- _ACTIVITY_: Working through the lines below, return each one that holds "warn".
+++ THE INPUT
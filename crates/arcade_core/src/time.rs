//! Frame delta timing.
//!
//! `DeltaClock::delta_seconds` returns the seconds elapsed since its previous
//! call: 0 on the first call, and always clamped to `[0, max_delta]` so a
//! stall (window drag, debugger break) cannot launch sprites through walls.

use std::cell::Cell;
use std::rc::Rc;
use std::time::{Instant, SystemTime, UNIX_EPOCH};

const FPS_SAMPLE_COUNT: usize = 60;

/// Default upper bound for one frame's delta, in seconds.
pub const DEFAULT_MAX_DELTA: f32 = 0.1;

/// A source of "now" in seconds. `None` means the reading failed.
pub trait Clock {
    fn now_seconds(&mut self) -> Option<f64>;
}

/// Monotonic clock backed by `Instant`.
pub struct MonotonicClock {
    origin: Instant,
}

impl MonotonicClock {
    pub fn new() -> Self {
        Self {
            origin: Instant::now(),
        }
    }
}

impl Default for MonotonicClock {
    fn default() -> Self {
        Self::new()
    }
}

impl Clock for MonotonicClock {
    fn now_seconds(&mut self) -> Option<f64> {
        Some(self.origin.elapsed().as_secs_f64())
    }
}

/// Wall-clock fallback. Subject to system clock adjustments; a backwards
/// jump shows up as a zero delta after clamping.
pub struct WallClock;

impl Clock for WallClock {
    fn now_seconds(&mut self) -> Option<f64> {
        SystemTime::now()
            .duration_since(UNIX_EPOCH)
            .ok()
            .map(|d| d.as_secs_f64())
    }
}

/// Hand-driven clock for deterministic loops and tests. Clones share the
/// same reading.
#[derive(Clone, Default)]
pub struct ManualClock {
    now: Rc<Cell<f64>>,
}

impl ManualClock {
    pub fn new() -> Self {
        Self::default()
    }

    pub fn advance(&self, seconds: f64) {
        self.now.set(self.now.get() + seconds);
    }

    pub fn set(&self, seconds: f64) {
        self.now.set(seconds);
    }
}

impl Clock for ManualClock {
    fn now_seconds(&mut self) -> Option<f64> {
        Some(self.now.get())
    }
}

pub struct DeltaClock {
    clock: Box<dyn Clock>,
    on_wall_clock: bool,
    last: Option<f64>,
    max_delta: f32,

    fps_samples: [f32; FPS_SAMPLE_COUNT],
    fps_sample_index: usize,
    smoothed_fps: f32,
    smoothed_frame_time_ms: f32,
}

impl DeltaClock {
    pub fn new(max_delta: f32) -> Self {
        Self::with_clock(Box::new(MonotonicClock::new()), max_delta)
    }

    /// Wall-clock variant for targets without a usable monotonic source.
    pub fn wall_clock(max_delta: f32) -> Self {
        log::warn!("Monotonic clock unavailable, falling back to wall-clock timing");
        let mut delta = Self::with_clock(Box::new(WallClock), max_delta);
        delta.on_wall_clock = true;
        delta
    }

    pub fn with_clock(clock: Box<dyn Clock>, max_delta: f32) -> Self {
        Self {
            clock,
            on_wall_clock: false,
            last: None,
            max_delta: max_delta.max(0.0),
            fps_samples: [1.0 / 60.0; FPS_SAMPLE_COUNT],
            fps_sample_index: 0,
            smoothed_fps: 60.0,
            smoothed_frame_time_ms: 16.667,
        }
    }

    pub fn delta_seconds(&mut self) -> f32 {
        let Some(now) = self.clock.now_seconds() else {
            // Restart the baseline on the fallback source.
            self.last = None;
            if !self.on_wall_clock {
                log::warn!("Clock read failed, falling back to wall-clock timing");
                self.clock = Box::new(WallClock);
                self.on_wall_clock = true;
            }
            return 0.0;
        };

        let Some(prev) = self.last.replace(now) else {
            return 0.0;
        };

        let raw = (now - prev) as f32;
        if raw > self.max_delta {
            log::debug!(
                "Frame took {:.1}ms, clamping delta to {:.1}ms",
                raw * 1000.0,
                self.max_delta * 1000.0
            );
        }
        let dt = raw.clamp(0.0, self.max_delta);
        self.record_sample(dt);
        dt
    }

    pub fn is_wall_clock(&self) -> bool {
        self.on_wall_clock
    }

    pub fn smoothed_fps(&self) -> f32 {
        self.smoothed_fps
    }

    pub fn smoothed_frame_time_ms(&self) -> f32 {
        self.smoothed_frame_time_ms
    }

    fn record_sample(&mut self, dt: f32) {
        self.fps_samples[self.fps_sample_index] = dt;
        self.fps_sample_index = (self.fps_sample_index + 1) % FPS_SAMPLE_COUNT;
        let avg_dt = self.fps_samples.iter().sum::<f32>() / FPS_SAMPLE_COUNT as f32;
        self.smoothed_frame_time_ms = avg_dt * 1000.0;
        self.smoothed_fps = if avg_dt > 0.0 { 1.0 / avg_dt } else { 0.0 };
    }
}

impl Default for DeltaClock {
    fn default() -> Self {
        Self::new(DEFAULT_MAX_DELTA)
    }
}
++++++
- _RESPONSE BOX_:
        log::warn!("Monotonic clock unavailable, falling back to wall-clock timing");
                log::warn!("Clock read failed, falling back to wall-clock timing");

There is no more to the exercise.